(Collected data)
____________________

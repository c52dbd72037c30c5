// ============================================
// Article Storage Contract
// ============================================
//
// The engine reads articles and interaction history through this trait and
// writes nothing but interaction records and reading patterns. Filters stay
// at equality/range level so any relational or in-memory backend can satisfy
// them without a query planner.

pub mod memory;

pub use memory::MemoryStore;

use crate::error::Result;
use crate::models::{Article, Interaction, ReadingPattern};
use async_trait::async_trait;
use chrono::{DateTime, Utc};
use uuid::Uuid;

/// Simple filter over stored articles. All fields are optional and combine
/// with AND semantics.
#[derive(Debug, Clone, Default)]
pub struct ArticleFilter {
    /// Only articles published strictly after this instant
    pub since: Option<DateTime<Utc>>,
    pub topic: Option<String>,
    pub source: Option<String>,
    /// Newest-first truncation applied after filtering
    pub limit: Option<usize>,
}

impl ArticleFilter {
    pub fn since(ts: Option<DateTime<Utc>>) -> Self {
        Self {
            since: ts,
            ..Self::default()
        }
    }

    pub fn with_limit(mut self, limit: usize) -> Self {
        self.limit = Some(limit);
        self
    }
}

#[async_trait]
pub trait ArticleStore: Send + Sync {
    /// Query articles newest-first.
    async fn query_articles(&self, filter: &ArticleFilter) -> Result<Vec<Article>>;

    /// Fetch a single article by id.
    async fn fetch_article(&self, article_id: &str) -> Result<Option<Article>>;

    /// A user's most recent interactions, newest-first.
    async fn query_interactions(&self, user_id: Uuid, limit: usize) -> Result<Vec<Interaction>>;

    /// Append one interaction record.
    async fn record_interaction(&self, interaction: Interaction) -> Result<()>;

    async fn load_reading_pattern(&self, user_id: Uuid) -> Result<Option<ReadingPattern>>;

    /// Replace the stored pattern for a user. Callers are expected to have
    /// serialized their read-modify-write; the store only persists.
    async fn upsert_reading_pattern(&self, user_id: Uuid, pattern: &ReadingPattern) -> Result<()>;

    /// Engagement scores of every user with a stored pattern, for similarity
    /// lookups.
    async fn list_engagement_scores(&self) -> Result<Vec<(Uuid, f64)>>;
}
// ============================================
// Collaborative Scorer
// ============================================
//
// Recommends articles that readers with a similar engagement level reacted
// positively to. The score is bounded below the content-based ceiling so a
// noisy neighborhood signal never dominates the blend.

use crate::db::ArticleStore;
use crate::error::Result;
use crate::models::{Algorithm, ReadingPattern, RecommendationScore};
use std::cmp::Ordering;
use std::collections::HashMap;
use std::sync::Arc;
use tracing::debug;
use uuid::Uuid;

/// Positive-interaction count translates to `0.4 + count * 0.05`, capped.
const COUNT_BASE: f64 = 0.4;
const COUNT_STEP: f64 = 0.05;
const SCORE_CAP: f64 = 0.8;
/// Recent interactions scanned per similar reader.
const INTERACTIONS_PER_PEER: usize = 50;
/// Recent own interactions scanned to exclude already-seen articles.
const OWN_HISTORY_LIMIT: usize = 200;

pub struct CollaborativeScorer {
    store: Arc<dyn ArticleStore>,
    /// Engagement distance that still counts as "similar".
    similarity_band: f64,
}

impl CollaborativeScorer {
    pub fn new(store: Arc<dyn ArticleStore>, similarity_band: f64) -> Self {
        Self {
            store,
            similarity_band,
        }
    }

    /// Score articles by positive-interaction counts among similar readers,
    /// excluding articles the requesting user already interacted with.
    /// An empty neighborhood yields an empty list, not an error.
    pub async fn score(
        &self,
        user_id: Uuid,
        pattern: &ReadingPattern,
    ) -> Result<Vec<RecommendationScore>> {
        let peers = self.similar_readers(user_id, pattern.engagement_score).await?;
        if peers.is_empty() {
            debug!(user_id = %user_id, "No similar readers, collaborative pass empty");
            return Ok(Vec::new());
        }

        let own_history: std::collections::HashSet<String> = self
            .store
            .query_interactions(user_id, OWN_HISTORY_LIMIT)
            .await?
            .into_iter()
            .map(|interaction| interaction.article_id)
            .collect();

        let mut counts: HashMap<String, u32> = HashMap::new();
        for peer in &peers {
            let interactions = self
                .store
                .query_interactions(*peer, INTERACTIONS_PER_PEER)
                .await?;
            for interaction in interactions {
                if interaction.feedback.is_positive()
                    && !own_history.contains(&interaction.article_id)
                {
                    *counts.entry(interaction.article_id).or_insert(0) += 1;
                }
            }
        }

        let mut scores: Vec<RecommendationScore> = counts
            .into_iter()
            .map(|(article_id, count)| RecommendationScore {
                article_id,
                score: (COUNT_BASE + f64::from(count) * COUNT_STEP).min(SCORE_CAP),
                reasons: vec![format!("liked by {} similar readers", count)],
                algorithm: Algorithm::Collaborative,
            })
            .collect();

        scores.sort_by(|a, b| {
            b.score
                .partial_cmp(&a.score)
                .unwrap_or(Ordering::Equal)
                .then_with(|| a.article_id.cmp(&b.article_id))
        });

        debug!(
            user_id = %user_id,
            peers = peers.len(),
            scored = scores.len(),
            "Collaborative pass complete"
        );
        Ok(scores)
    }

    async fn similar_readers(&self, user_id: Uuid, engagement: f64) -> Result<Vec<Uuid>> {
        let all = self.store.list_engagement_scores().await?;
        Ok(all
            .into_iter()
            .filter(|(other, other_engagement)| {
                *other != user_id && (other_engagement - engagement).abs() <= self.similarity_band
            })
            .map(|(other, _)| other)
            .collect())
    }
}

____________________

Each record above has to be repeated word for word.

repository c52dbd72037c30c5
// ============================================
// Article Storage Contract
// ============================================
//
// The engine reads articles and interaction history through this trait and
// writes nothing but interaction records and reading patterns. Filters stay
// at equality/range level so any relational or in-memory backend can satisfy
// them without a query planner.

pub mod memory;

pub use memory::MemoryStore;

use crate::error::Result;
use crate::models::{Article, Interaction, ReadingPattern};
use async_trait::async_trait;
use chrono::{DateTime, Utc};
use uuid::Uuid;

/// Simple filter over stored articles. All fields are optional and combine
/// with AND semantics.
#[derive(Debug, Clone, Default)]
pub struct ArticleFilter {
    /// Only articles published strictly after this instant
    pub since: Option<DateTime<Utc>>,
    pub topic: Option<String>,
    pub source: Option<String>,
    /// Newest-first truncation applied after filtering
    pub limit: Option<usize>,
}

impl ArticleFilter {
    pub fn since(ts: Option<DateTime<Utc>>) -> Self {
        Self {
            since: ts,
            ..Self::default()
        }
    }

    pub fn with_limit(mut self, limit: usize) -> Self {
        self.limit = Some(limit);
        self
    }
}

#[async_trait]
pub trait ArticleStore: Send + Sync {
    /// Query articles newest-first.
    async fn query_articles(&self, filter: &ArticleFilter) -> Result<Vec<Article>>;

    /// Fetch a single article by id.
    async fn fetch_article(&self, article_id: &str) -> Result<Option<Article>>;

    /// A user's most recent interactions, newest-first.
    async fn query_interactions(&self, user_id: Uuid, limit: usize) -> Result<Vec<Interaction>>;

    /// Append one interaction record.
    async fn record_interaction(&self, interaction: Interaction) -> Result<()>;

    async fn load_reading_pattern(&self, user_id: Uuid) -> Result<Option<ReadingPattern>>;

    /// Replace the stored pattern for a user. Callers are expected to have
    /// serialized their read-modify-write; the store only persists.
    async fn upsert_reading_pattern(&self, user_id: Uuid, pattern: &ReadingPattern) -> Result<()>;

    /// Engagement scores of every user with a stored pattern, for similarity
    /// lookups.
    async fn list_engagement_scores(&self) -> Result<Vec<(Uuid, f64)>>;
}
// ============================================
// Collaborative Scorer
// ============================================
//
// Recommends articles that readers with a similar engagement level reacted
// positively to. The score is bounded below the content-based ceiling so a
// noisy neighborhood signal never dominates the blend.

use crate::db::ArticleStore;
use crate::error::Result;
use crate::models::{Algorithm, ReadingPattern, RecommendationScore};
use std::cmp::Ordering;
use std::collections::HashMap;
use std::sync::Arc;
use tracing::debug;
use uuid::Uuid;

/// Positive-interaction count translates to `0.4 + count * 0.05`, capped.
const COUNT_BASE: f64 = 0.4;
const COUNT_STEP: f64 = 0.05;
const SCORE_CAP: f64 = 0.8;
/// Recent interactions scanned per similar reader.
const INTERACTIONS_PER_PEER: usize = 50;
/// Recent own interactions scanned to exclude already-seen articles.
const OWN_HISTORY_LIMIT: usize = 200;

pub struct CollaborativeScorer {
    store: Arc<dyn ArticleStore>,
    /// Engagement distance that still counts as "similar".
    similarity_band: f64,
}

impl CollaborativeScorer {
    pub fn new(store: Arc<dyn ArticleStore>, similarity_band: f64) -> Self {
        Self {
            store,
            similarity_band,
        }
    }

    /// Score articles by positive-interaction counts among similar readers,
    /// excluding articles the requesting user already interacted with.
    /// An empty neighborhood yields an empty list, not an error.
    pub async fn score(
        &self,
        user_id: Uuid,
        pattern: &ReadingPattern,
    ) -> Result<Vec<RecommendationScore>> {
        let peers = self.similar_readers(user_id, pattern.engagement_score).await?;
        if peers.is_empty() {
            debug!(user_id = %user_id, "No similar readers, collaborative pass empty");
            return Ok(Vec::new());
        }

        let own_history: std::collections::HashSet<String> = self
            .store
            .query_interactions(user_id, OWN_HISTORY_LIMIT)
            .await?
            .into_iter()
            .map(|interaction| interaction.article_id)
            .collect();

        let mut counts: HashMap<String, u32> = HashMap::new();
        for peer in &peers {
            let interactions = self
                .store
                .query_interactions(*peer, INTERACTIONS_PER_PEER)
                .await?;
            for interaction in interactions {
                if interaction.feedback.is_positive()
                    && !own_history.contains(&interaction.article_id)
                {
                    *counts.entry(interaction.article_id).or_insert(0) += 1;
                }
            }
        }

        let mut scores: Vec<RecommendationScore> = counts
            .into_iter()
            .map(|(article_id, count)| RecommendationScore {
                article_id,
                score: (COUNT_BASE + f64::from(count) * COUNT_STEP).min(SCORE_CAP),
                reasons: vec![format!("liked by {} similar readers", count)],
                algorithm: Algorithm::Collaborative,
            })
            .collect();

        scores.sort_by(|a, b| {
            b.score
                .partial_cmp(&a.score)
                .unwrap_or(Ordering::Equal)
                .then_with(|| a.article_id.cmp(&b.article_id))
        });

        debug!(
            user_id = %user_id,
            peers = peers.len(),
            scored = scores.len(),
            "Collaborative pass complete"
        );
        Ok(scores)
    }

    async fn similar_readers(&self, user_id: Uuid, engagement: f64) -> Result<Vec<Uuid>> {
        let all = self.store.list_engagement_scores().await?;
        Ok(all
            .into_iter()
            .filter(|(other, other_engagement)| {
                *other != user_id && (other_engagement - engagement).abs() <= self.similarity_band
            })
            .map(|(other, _)| other)
            .collect())
    }
}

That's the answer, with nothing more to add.